Barbas de molho
Intriga-me ultimamente um fato na Soterópoles. Um fato social: a presença constante de numerosos mendigos a povoar nossa cidade tornou-se uma rotina. Aonde quer que vá, a pessoa será sempre assediada por um deles. Seja nas vias públicas ou mesmo num restaurante. Isto não importa. Lá estão eles. E com que arte imploram! Usando o nome do Onipotente no afã de comover o caridoso cidadão.
Comovidos pela encenação a La Pietá, cavalheiros e damas põem à prova seus enraizados princípios cristãos, estendendo-lhes as mãos com alguns trocados.

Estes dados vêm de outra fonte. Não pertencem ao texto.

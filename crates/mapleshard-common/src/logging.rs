//! Logging configuration and initialization
//!
//! All Mapleshard binaries log through `tracing`. Batch progress and the
//! final run report are ordinary `info!` events, so they go wherever the
//! subscriber configured here sends them:
//!
//! - console (stdout), a daily-rotated file, or both
//! - human-readable text or JSON lines
//! - level plus extra `EnvFilter` directives (e.g. `reqwest=warn`)
//!
//! Use the structured macros, never `println!`:
//!
//! ```rust
//! use tracing::{info, warn};
//!
//! let (entity, batch) = ("mob", 4);
//! info!(entity, batch, "Batch complete");
//! warn!(id = 100100, attempt = 2, "Retrying fetch");
//! ```
//!
//! # Example
//!
//! ```no_run
//! use mapleshard_common::logging::{init_logging, LogConfig, LogLevel};
//!
//! fn main() -> anyhow::Result<()> {
//!     let config = LogConfig::builder().level(LogLevel::Debug).build().with_env()?;
//!     let _guard = init_logging(&config)?;
//!     tracing::info!("Harvester started");
//!     Ok(())
//! }
//! ```

use anyhow::{Context, Result};
use serde::{Deserialize, Serialize};
use std::path::PathBuf;
use tracing::Level;
use tracing_appender::non_blocking::WorkerGuard;
use tracing_subscriber::{
    fmt::{self, MakeWriter},
    layer::SubscriberExt,
    util::SubscriberInitExt,
    EnvFilter, Layer, Registry,
};

type BoxedLayer = Box<dyn Layer<Registry> + Send + Sync + 'static>;

/// Log level for filtering messages
#[derive(Debug, Clone, Copy, PartialEq, Eq, Serialize, Deserialize, Default)]
#[serde(rename_all = "lowercase")]
pub enum LogLevel {
    Trace,
    Debug,
    #[default]
    Info,
    Warn,
    Error,
}

impl LogLevel {
    pub fn as_str(self) -> &'static str {
        match self {
            LogLevel::Trace => "trace",
            LogLevel::Debug => "debug",
            LogLevel::Info => "info",
            LogLevel::Warn => "warn",
            LogLevel::Error => "error",
        }
    }

    pub fn to_tracing_level(self) -> Level {
        match self {
            LogLevel::Trace => Level::TRACE,
            LogLevel::Debug => Level::DEBUG,
            LogLevel::Info => Level::INFO,
            LogLevel::Warn => Level::WARN,
            LogLevel::Error => Level::ERROR,
        }
    }
}

impl std::str::FromStr for LogLevel {
    type Err = anyhow::Error;

    fn from_str(s: &str) -> std::result::Result<Self, Self::Err> {
        match s.to_lowercase().as_str() {
            "trace" => Ok(LogLevel::Trace),
            "debug" => Ok(LogLevel::Debug),
            "info" => Ok(LogLevel::Info),
            "warn" | "warning" => Ok(LogLevel::Warn),
            "error" => Ok(LogLevel::Error),
            _ => Err(anyhow::anyhow!("Invalid log level: {}", s)),
        }
    }
}

impl std::fmt::Display for LogLevel {
    fn fmt(&self, f: &mut std::fmt::Formatter<'_>) -> std::fmt::Result {
        f.write_str(self.as_str())
    }
}

/// Where log lines go
#[derive(Debug, Clone, Copy, PartialEq, Eq, Serialize, Deserialize, Default)]
#[serde(rename_all = "lowercase")]
pub enum LogOutput {
    #[default]
    Console,
    File,
    Both,
}

impl LogOutput {
    fn console(self) -> bool {
        matches!(self, LogOutput::Console | LogOutput::Both)
    }

    fn file(self) -> bool {
        matches!(self, LogOutput::File | LogOutput::Both)
    }
}

impl std::str::FromStr for LogOutput {
    type Err = anyhow::Error;

    fn from_str(s: &str) -> std::result::Result<Self, Self::Err> {
        match s.to_lowercase().as_str() {
            "console" | "stdout" => Ok(LogOutput::Console),
            "file" => Ok(LogOutput::File),
            "both" | "all" => Ok(LogOutput::Both),
            _ => Err(anyhow::anyhow!("Invalid log output: {}", s)),
        }
    }
}

/// Line format
#[derive(Debug, Clone, Copy, PartialEq, Eq, Serialize, Deserialize, Default)]
#[serde(rename_all = "lowercase")]
pub enum LogFormat {
    #[default]
    Text,
    Json,
}

impl std::str::FromStr for LogFormat {
    type Err = anyhow::Error;

    fn from_str(s: &str) -> std::result::Result<Self, Self::Err> {
        match s.to_lowercase().as_str() {
            "text" | "pretty" => Ok(LogFormat::Text),
            "json" => Ok(LogFormat::Json),
            _ => Err(anyhow::anyhow!("Invalid log format: {}", s)),
        }
    }
}

/// Logging configuration
#[derive(Debug, Clone, Serialize, Deserialize)]
pub struct LogConfig {
    pub level: LogLevel,
    pub output: LogOutput,
    pub format: LogFormat,

    /// Directory for rotated log files (only used when output includes file)
    pub log_dir: PathBuf,

    /// File name prefix, e.g. "mapleshard" -> "mapleshard.2024-01-18"
    pub log_file_prefix: String,

    /// Extra comma-separated filter directives (e.g. "reqwest=warn,hyper=info")
    pub filter_directives: Option<String>,

    /// Include file and line number in each event
    pub include_location: bool,

    /// Include the target module in each event
    pub include_targets: bool,
}

impl Default for LogConfig {
    fn default() -> Self {
        Self {
            level: LogLevel::Info,
            output: LogOutput::Console,
            format: LogFormat::Text,
            log_dir: PathBuf::from("./logs"),
            log_file_prefix: "mapleshard".to_string(),
            filter_directives: None,
            include_location: false,
            include_targets: true,
        }
    }
}

impl LogConfig {
    pub fn builder() -> LogConfigBuilder {
        LogConfigBuilder::default()
    }

    /// Apply environment overrides on top of this configuration
    ///
    /// - `LOG_LEVEL`: trace, debug, info, warn, error
    /// - `LOG_OUTPUT`: console, file, both
    /// - `LOG_FORMAT`: text, json
    /// - `LOG_DIR`: directory for log files
    /// - `LOG_FILTER`: additional filter directives
    pub fn with_env(mut self) -> Result<Self> {
        if let Ok(level) = std::env::var("LOG_LEVEL") {
            self.level = level.parse()?;
        }
        if let Ok(output) = std::env::var("LOG_OUTPUT") {
            self.output = output.parse()?;
        }
        if let Ok(format) = std::env::var("LOG_FORMAT") {
            self.format = format.parse()?;
        }
        if let Ok(dir) = std::env::var("LOG_DIR") {
            self.log_dir = PathBuf::from(dir);
        }
        if let Ok(filter) = std::env::var("LOG_FILTER") {
            self.filter_directives = Some(filter);
        }
        Ok(self)
    }

    fn env_filter(&self) -> Result<EnvFilter> {
        let mut filter = EnvFilter::builder()
            .with_default_directive(self.level.to_tracing_level().into())
            .from_env_lossy();

        if let Some(ref directives) = self.filter_directives {
            for directive in directives.split(',').filter(|d| !d.trim().is_empty()) {
                filter = filter.add_directive(
                    directive
                        .trim()
                        .parse()
                        .with_context(|| format!("Failed to parse filter directive '{}'", directive))?,
                );
            }
        }

        Ok(filter)
    }

    fn layer<W>(&self, writer: W, ansi: bool) -> BoxedLayer
    where
        W: for<'w> MakeWriter<'w> + Send + Sync + 'static,
    {
        match self.format {
            LogFormat::Text => fmt::layer()
                .with_writer(writer)
                .with_ansi(ansi)
                .with_target(self.include_targets)
                .with_file(self.include_location)
                .with_line_number(self.include_location)
                .boxed(),
            LogFormat::Json => fmt::layer()
                .json()
                .with_writer(writer)
                .with_ansi(false)
                .with_target(self.include_targets)
                .with_file(self.include_location)
                .with_line_number(self.include_location)
                .boxed(),
        }
    }
}

/// Builder for LogConfig
#[derive(Default)]
pub struct LogConfigBuilder {
    config: LogConfig,
}

impl LogConfigBuilder {
    pub fn level(mut self, level: LogLevel) -> Self {
        self.config.level = level;
        self
    }

    pub fn output(mut self, output: LogOutput) -> Self {
        self.config.output = output;
        self
    }

    pub fn format(mut self, format: LogFormat) -> Self {
        self.config.format = format;
        self
    }

    pub fn log_dir(mut self, dir: impl Into<PathBuf>) -> Self {
        self.config.log_dir = dir.into();
        self
    }

    pub fn log_file_prefix(mut self, prefix: impl Into<String>) -> Self {
        self.config.log_file_prefix = prefix.into();
        self
    }

    pub fn filter_directives(mut self, filter: impl Into<String>) -> Self {
        self.config.filter_directives = Some(filter.into());
        self
    }

    pub fn include_location(mut self, include: bool) -> Self {
        self.config.include_location = include;
        self
    }

    pub fn build(self) -> LogConfig {
        self.config
    }
}

/// Keeps the non-blocking file writer flushing; drop it only at exit.
#[must_use = "dropping the guard stops file logging"]
pub struct LogGuard {
    _file: Option<WorkerGuard>,
}

/// Install the global subscriber described by `config`.
///
/// Call once at startup and hold the returned guard until the process ends.
pub fn init_logging(config: &LogConfig) -> Result<LogGuard> {
    let mut layers: Vec<BoxedLayer> = Vec::new();
    let mut file_guard = None;

    if config.output.console() {
        layers.push(config.layer(std::io::stdout, true));
    }

    if config.output.file() {
        std::fs::create_dir_all(&config.log_dir).context("Failed to create log directory")?;
        let appender = tracing_appender::rolling::daily(&config.log_dir, &config.log_file_prefix);
        let (writer, guard) = tracing_appender::non_blocking(appender);
        layers.push(config.layer(writer, false));
        file_guard = Some(guard);
    }

    tracing_subscriber::registry()
        .with(layers)
        .with(config.env_filter()?)
        .try_init()
        .context("Failed to install tracing subscriber")?;

    Ok(LogGuard { _file: file_guard })
}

Estes caridosos cristãos estão fazendo, talvez nem saibam mal a si próprios. Estão estimulando uma atividade, cada vez mais rentável aqui na Boa Terra. O negócio vai de vento em popa e as autoridades competentes que se cuidem. Ponham as barbas de molho. A mendicância está se profissionalizando. Para tanto só lhe falta o reconhecimento pelo Ministério do Trabalho.
Mendigos estão inundando a cidade. E que mendigos! Senhoras vigorosas tomam posição estratégica ao longo das calçadas. De preferência em locais de grande afluência de passantes. No regaço uma criança de meses no mais completo abandono, exposta a toda sorte de intempéries e sujeita a contrair doenças infecto-contagiosas.
Tais senhoras, artisticamente estendem a destra aos transeuntes. Estes embevecidos pela encenação as abastecem com alguns trocados. Isto tem muito de teatral... E com que espontaneidade! Mas não estou falando de teatro. A parte artística deixo a quem interessar possa. Estou falando de mendicância. E como disse antes, esse negócio vai bem.
Só vai mal mesmo é para as autoridades constituídas, alheias ao rombo provocado por estes parasitas sociais que, com essa atividade simbiôntica, deixam ainda mais combalida nossa economia popular.
A pobreza é admissível. Porém, uma coisa não se admite: a esperteza. Esta acaba, mais cedo ou mais tarde, levando o praticante à degradação moral.
A pedinte está na calçada, no colo o mirrado e maltrapilho bebê. Passa uma senhora generosa, apieda-se e quer a tutela. Ela nega. Como poderia dar? Sem o “instrumento”, como continuará o trabalho inescrupuloso? Ela tem na criança a certeza do pão de cada dia. Dar? Jamais. Quem irá compadecer-se da pobre senhora sem a criança? Quem? Ninguém. E ela sabe disso.
Outro dia um senhor me disse:
- A mendicância, nesta cidade, está se tornado um negócio. Um negócio como outro qualquer. Você entende onde eu quero chegar?
– Claro - respondi à indagação.
- Eu, por mim, já estou decidido. Doravante só darei esmolas a quem me apresentar a carteira de “pidão”. Caso contrário, não – exasperou -se o cidadão.
Eu também estou decidido. Concordo em gênero, número e grau com aquele senhor. Alguns pedintes são realmente necessitados, reconheço, mas, por um todos pagam.
Noutro dia estive a pensar no negócio e parti para o bico do lápis. Mergulhei na Matemática, operei uns cálculos e conclui: se um mendigo (?), estrategicamente posicionado abordar diariamente 500 transeuntes e, 50 destes derem, em média, R$ 0,50 (cinqüenta centavos), o (a) pilantra embolsará R$ 25,00 (vinte e cinco reais) ao final do dia.
Supondo esta média diária, ele (a) faturaria R$ 750,00 (setecentos e cinqüenta reais) por mês, quantia esta correspondente a quase dois salários mínimos atuais. Ocorre, entretanto, que existem salafrários – é o que digo. Salafrários de uma figa - que empregam toda a família nesse ramo de atividade.
E o pobre assalariado honesto, o que vive exclusivamente do salário-mínimo... Ó!
Partindo de tais considerações, caros leitores, tirem suas próprias conclusões. Suponhamos ter o ordinário uma prole de cinco membros, todos operando, bem... Façam os cálculos porque, a esta altura, já estou perdido nos labirintos da ciência do grande Pitágoras. Como disse, o negócio vai bem mal. Fica o alerta!
** Esta crônica foi publicada no Boletim Informativo do CRESS/PM, Ano I, n° 03, de Setembro/1977 e atualizada para a moeda atual.em 2008.